For openers, here's a brief mention of the 1849 revised edition of Typee, from the Louisville Daily Courier, July 18, 1849; found at
TYPEE: a peep at Polynesian life, during a four months’ residence in a valley of the Marquesas; the revised edition, with a sequel. By Herman Melville. New York: Harper & Brothers. 
There are few persons who read, who have not heard of this famous work. We do not remember a more successful book of the kind, within our day, than this proved to be. It took the literary world by surprise, and it is yet one of the most fascinating books in the language. 
These books may be found at the Bookstore of MORTON & GRISWOLD
Except for ads, I've not located any previous notice of Typee or Omoo. However, on August 3, 1847 the Courier published an excerpt from Omoo under the heading, "Fun at Sea."

Found on

Likewise I'm still looking for a notice of Mardi (1849). Should one turn up it would have to be positive, since praise for Melville's fine writing continues in reviews of Redburn (1849) and White-Jacket (1850). [Update 05/30/2017: Found! Ecstatic as expected, the review of Mardi appeared May 1, 1849; see the later post on Haldeman's Review of Mardi in the Louisville Morning Courier.]
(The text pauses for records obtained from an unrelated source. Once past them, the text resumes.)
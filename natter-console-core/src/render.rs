//! Render models for service, template and group lists.
//!
//! Rendering is a pure function of its input and always produces a complete
//! replacement of the previous output; nothing is diffed or patched.

use crate::models::{Group, IyuuConfig, Service, ServiceState, Template};
use chrono::{Local, TimeZone};

pub const NO_SERVICES: &str = "No services";
pub const NO_TEMPLATES: &str = "No saved templates";
pub const NO_GROUPS: &str = "No groups";
pub const ADDRESS_PENDING: &str = "waiting for mapping...";
pub const UNKNOWN: &str = "unknown";
/// Log lines kept on the detail view.
pub const MAX_LOG_LINES: usize = 100;

const SHORT_ADDRESS_LIMIT: usize = 25;
const SHORT_HOST_LIMIT: usize = 15;
const SHORT_HOST_KEEP: usize = 12;

/// Colour taxonomy shared by every status badge.
#[derive(Debug, Clone, Copy, PartialEq, Eq)]
pub enum StatusClass {
    Success,
    Danger,
    Warning,
    Neutral,
}

/// Port status strings reported by natter (`OPEN`, `CLOSED`, `UNKNOWN`).
pub fn status_class(status: Option<&str>) -> StatusClass {
    match status {
        Some("OPEN") => StatusClass::Success,
        Some("CLOSED") => StatusClass::Danger,
        Some("UNKNOWN") => StatusClass::Warning,
        _ => StatusClass::Neutral,
    }
}

pub fn state_class(state: ServiceState) -> StatusClass {
    match state {
        ServiceState::Running => StatusClass::Success,
        ServiceState::Stopped => StatusClass::Danger,
        ServiceState::Waiting => StatusClass::Warning,
    }
}

#[derive(Debug, Clone, PartialEq, Eq)]
pub struct Badge {
    pub text: String,
    pub class: StatusClass,
}

impl Badge {
    fn port_status(status: Option<&str>) -> Self {
        Self {
            text: status.unwrap_or(UNKNOWN).to_string(),
            class: status_class(status),
        }
    }
}

/// One node of a rendered list.
#[derive(Debug, Clone, PartialEq)]
pub enum ListNode<T> {
    Placeholder(String),
    Item(T),
}

/// Fully rendered list; an empty input yields a single placeholder.
#[derive(Debug, Clone, PartialEq)]
pub struct RenderedList<T> {
    pub nodes: Vec<ListNode<T>>,
}

impl<T> RenderedList<T> {
    fn from_items<S>(source: &[S], placeholder: &str, render: impl Fn(usize, &S) -> T) -> Self {
        if source.is_empty() {
            return Self::placeholder(placeholder);
        }
        Self {
            nodes: source
                .iter()
                .enumerate()
                .map(|(idx, item)| ListNode::Item(render(idx, item)))
                .collect(),
        }
    }

    /// A list holding only a message, used for empty and failed loads.
    pub fn placeholder(message: impl Into<String>) -> Self {
        Self {
            nodes: vec![ListNode::Placeholder(message.into())],
        }
    }

    pub fn items(&self) -> impl Iterator<Item = &T> {
        self.nodes.iter().filter_map(|n| match n {
            ListNode::Item(item) => Some(item),
            ListNode::Placeholder(_) => None,
        })
    }

    pub fn placeholders(&self) -> impl Iterator<Item = &str> {
        self.nodes.iter().filter_map(|n| match n {
            ListNode::Placeholder(msg) => Some(msg.as_str()),
            ListNode::Item(_) => None,
        })
    }
}

/// Actions bound to a card at render time.
#[derive(Debug, Clone, PartialEq, Eq)]
pub enum CardAction {
    View(String),
    Stop(String),
    Delete(String),
    /// Carries the full, untruncated address.
    Copy(String),
    UseTemplate(String),
    DeleteTemplate(String),
    ViewGroup(String),
}

#[derive(Debug, Clone, PartialEq)]
pub struct ServiceCard {
    /// 1-based position, used as `#n` shorthand.
    pub index: usize,
    pub id: String,
    pub short_address: String,
    pub full_address: Option<String>,
    pub state: ServiceState,
    pub state_class: StatusClass,
    pub command: String,
    pub runtime: String,
    pub remark: Option<String>,
    pub group: Option<String>,
    pub auto_restart: bool,
    pub lan: Badge,
    pub wan: Badge,
    pub actions: Vec<CardAction>,
}

pub fn render_services(services: &[Service], now: f64) -> RenderedList<ServiceCard> {
    RenderedList::from_items(services, NO_SERVICES, |idx, svc| service_card(idx, svc, now))
}

fn service_card(idx: usize, svc: &Service, now: f64) -> ServiceCard {
    let full_address = copyable_address(svc.mapped_address.as_deref());
    let display = svc.mapped_address.as_deref().unwrap_or(ADDRESS_PENDING);
    let mut actions = vec![CardAction::View(svc.id.clone())];
    if svc.state() == ServiceState::Running {
        actions.push(CardAction::Stop(svc.id.clone()));
    }
    actions.push(CardAction::Delete(svc.id.clone()));
    if let Some(addr) = &full_address {
        actions.push(CardAction::Copy(addr.clone()));
    }
    ServiceCard {
        index: idx + 1,
        id: svc.id.clone(),
        short_address: format_address_short(display),
        full_address,
        state: svc.state(),
        state_class: state_class(svc.state()),
        command: svc.cmd_args.join(" "),
        runtime: runtime_since(svc.start_time, now),
        remark: svc.remark.clone().filter(|r| !r.trim().is_empty()),
        group: svc.group_name.clone().filter(|g| !g.trim().is_empty()),
        auto_restart: svc.auto_restart,
        lan: Badge::port_status(svc.lan_status.as_deref()),
        wan: Badge::port_status(svc.wan_status.as_deref()),
        actions,
    }
}

/// Everything the service-details view shows.
#[derive(Debug, Clone, PartialEq)]
pub struct ServiceDetail {
    pub id: String,
    pub state: ServiceState,
    pub state_class: StatusClass,
    pub address: String,
    /// `None` when there is nothing worth copying yet.
    pub copy_address: Option<String>,
    pub command_line: String,
    pub runtime: String,
    pub remark: Option<String>,
    pub group: Option<String>,
    pub auto_restart: bool,
    pub lan: Badge,
    pub wan: Badge,
    pub nat_type: String,
    /// Truncation notice followed by the newest log lines.
    pub log_header: Option<String>,
    pub log_lines: Vec<String>,
}

pub fn render_service_detail(svc: &Service, now: f64) -> ServiceDetail {
    let state = svc.state();
    let total = svc.last_output.len();
    let (log_header, log_lines) = if total > MAX_LOG_LINES {
        (
            Some(format!(
                "[showing latest {MAX_LOG_LINES} of {total} log lines]"
            )),
            svc.last_output[total - MAX_LOG_LINES..].to_vec(),
        )
    } else {
        (None, svc.last_output.clone())
    };
    let copy_address = if state == ServiceState::Running {
        copyable_address(svc.mapped_address.as_deref())
    } else {
        None
    };

    ServiceDetail {
        id: svc.id.clone(),
        state,
        state_class: state_class(state),
        address: svc.mapped_address.clone().unwrap_or_else(|| UNKNOWN.to_string()),
        copy_address,
        command_line: format!("natter.py {}", svc.cmd_args.join(" ")),
        runtime: runtime_since(svc.start_time, now),
        remark: svc.remark.clone().filter(|r| !r.trim().is_empty()),
        group: svc.group_name.clone().filter(|g| !g.trim().is_empty()),
        auto_restart: svc.auto_restart,
        lan: Badge::port_status(svc.lan_status.as_deref()),
        wan: Badge::port_status(svc.wan_status.as_deref()),
        nat_type: svc.nat_type.clone().unwrap_or_else(|| UNKNOWN.to_string()),
        log_header,
        log_lines,
    }
}

#[derive(Debug, Clone, PartialEq)]
pub struct TemplateCard {
    pub index: usize,
    pub id: String,
    pub name: String,
    pub created: String,
    pub description: String,
    pub command_line: String,
    pub actions: Vec<CardAction>,
}

pub fn render_templates(templates: &[Template]) -> RenderedList<TemplateCard> {
    RenderedList::from_items(templates, NO_TEMPLATES, |idx, tmpl| TemplateCard {
        index: idx + 1,
        id: tmpl.id.clone(),
        name: tmpl.name.clone(),
        created: format_timestamp(tmpl.created_at),
        description: tmpl
            .description
            .clone()
            .filter(|d| !d.trim().is_empty())
            .unwrap_or_else(|| "no description".to_string()),
        command_line: format!("natter.py {}", tmpl.cmd_args.join(" ")),
        actions: vec![
            CardAction::UseTemplate(tmpl.id.clone()),
            CardAction::DeleteTemplate(tmpl.id.clone()),
        ],
    })
}

#[derive(Debug, Clone, PartialEq)]
pub struct GroupCard {
    pub index: usize,
    pub id: String,
    pub name: String,
    pub service_count: usize,
    pub protected: bool,
    /// Shown verbatim only when secrets are requested.
    pub password: Option<String>,
    pub service_ids: Vec<String>,
    pub actions: Vec<CardAction>,
}

pub fn render_groups(groups: &[Group]) -> RenderedList<GroupCard> {
    RenderedList::from_items(groups, NO_GROUPS, |idx, group| {
        let password = group.password.clone().filter(|p| !p.is_empty());
        GroupCard {
            index: idx + 1,
            id: group.id.clone(),
            name: group.name.clone(),
            service_count: group.service_count.max(group.services.len()),
            protected: password.is_some(),
            password,
            service_ids: group.services.iter().map(|s| s.id.clone()).collect(),
            actions: vec![CardAction::ViewGroup(group.id.clone())],
        }
    })
}

/// IYUU settings with tokens masked for display.
#[derive(Debug, Clone, PartialEq)]
pub struct IyuuView {
    pub enabled: bool,
    pub tokens: Vec<String>,
    pub schedule_enabled: bool,
    pub schedule_times: Vec<String>,
    pub schedule_message: String,
}

pub fn render_iyuu(config: &IyuuConfig, reveal: bool) -> IyuuView {
    IyuuView {
        enabled: config.enabled,
        tokens: config
            .tokens
            .iter()
            .map(|t| if reveal { t.clone() } else { mask_secret(t) })
            .collect(),
        schedule_enabled: config.schedule.enabled,
        schedule_times: config.schedule.times.clone(),
        schedule_message: config.schedule.message.clone(),
    }
}

/// Shorten an address for compact display while keeping the port.
pub fn format_address_short(address: &str) -> String {
    if address.is_empty() || address == ADDRESS_PENDING || address == UNKNOWN {
        return address.to_string();
    }
    let result = match address.split_once("://") {
        Some((_, rest)) => rest,
        None => address,
    };
    if result.chars().count() > SHORT_ADDRESS_LIMIT {
        if let Some((host, port)) = result.rsplit_once(':') {
            let short_host = if host.chars().count() > SHORT_HOST_LIMIT {
                format!("{}...", host.chars().take(SHORT_HOST_KEEP).collect::<String>())
            } else {
                host.to_string()
            };
            return format!("{short_host}:{port}");
        }
    }
    result.to_string()
}

/// The full address if there is something worth copying.
pub fn copyable_address(address: Option<&str>) -> Option<String> {
    address
        .map(str::trim)
        .filter(|a| !a.is_empty() && *a != ADDRESS_PENDING && *a != UNKNOWN)
        .map(str::to_string)
}

/// Human readable elapsed time, `N/A` for negative or non-finite input.
pub fn format_runtime(seconds: f64) -> String {
    if !seconds.is_finite() || seconds < 0.0 {
        return "N/A".to_string();
    }
    let total = seconds as u64;
    let days = total / 86_400;
    let hours = (total % 86_400) / 3_600;
    let minutes = (total % 3_600) / 60;
    let secs = total % 60;

    if days > 0 {
        format!("{}d {}h {}m", days, hours, minutes)
    } else if hours > 0 {
        format!("{}h {}m {}s", hours, minutes, secs)
    } else if minutes > 0 {
        format!("{}m {}s", minutes, secs)
    } else {
        format!("{}s", secs)
    }
}

pub fn runtime_since(start_time: Option<f64>, now: f64) -> String {
    match start_time {
        Some(start) if start > 0.0 => format_runtime(now - start),
        _ => "N/A".to_string(),
    }
}

/// Keep the first and last four characters of a secret.
pub fn mask_secret(secret: &str) -> String {
    let chars: Vec<char> = secret.chars().collect();
    if chars.len() <= 8 {
        return "*".repeat(chars.len().max(4));
    }
    let head: String = chars[..4].iter().collect();
    let tail: String = chars[chars.len() - 4..].iter().collect();
    format!("{head}****{tail}")
}

fn format_timestamp(epoch: f64) -> String {
    Local
        .timestamp_opt(epoch as i64, 0)
        .single()
        .map(|dt| dt.format("%Y-%m-%d %H:%M:%S").to_string())
        .unwrap_or_else(|| "N/A".to_string())
}

/// Current wall-clock time as fractional epoch seconds.
pub fn now_epoch() -> f64 {
    chrono::Utc::now().timestamp_millis() as f64 / 1000.0
}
Salvator Rosa, Jacob’s Dream, c. 1665, oil on canvas
Jacob’s Dream by Salvator Rosa via Wikimedia Commons
There's nothing in the notice below about the plot of Redburn, which could mean the reviewer has not got 'round to reading it. Still, you have to love the comparison of Melville's books to paintings by acknowledged masters with such distinctive and contrasting styles. With White-Jacket unpublished and Moby-Dick unheard-of, one Kentuckian (call him Walter, for editor Walter Newman Haldeman) already dares to compare Melville with both Salvator Rosa and Raphael:
"His limnings have in them the wild grandeur of Salvator Rosa, blended with the grace and finish of Raphael."
Raphael - The Small Cowper Madonna - Google Art Project
Raphael via Wikimedia Commons
From the Louisville Daily Courier, December 6, 1849; found at
Redburn: His First Voyage. Being the sailor boy confessions and reminiscences of the son of a gentleman, in the merchant service. By Herman Melville. New York: Harper & Brothers. 
Jean Paul Richter once said: The French have the empire of the land, the English of the sea, and the Germans of the air. Mr. Melville has wrested the literary empirage of the sea from England, and has placed himself as triumphantly on the tripod, as though he was fated for the work. He has drawn pictures of sea life, and of Polynesia that will live as long as language has a charm. Over his enchanted pages it is impossible to feel fatigue or satiety. His limnings have in them the wild grandeur of Salvator Rosa, blended with the grace and finish of Raphael.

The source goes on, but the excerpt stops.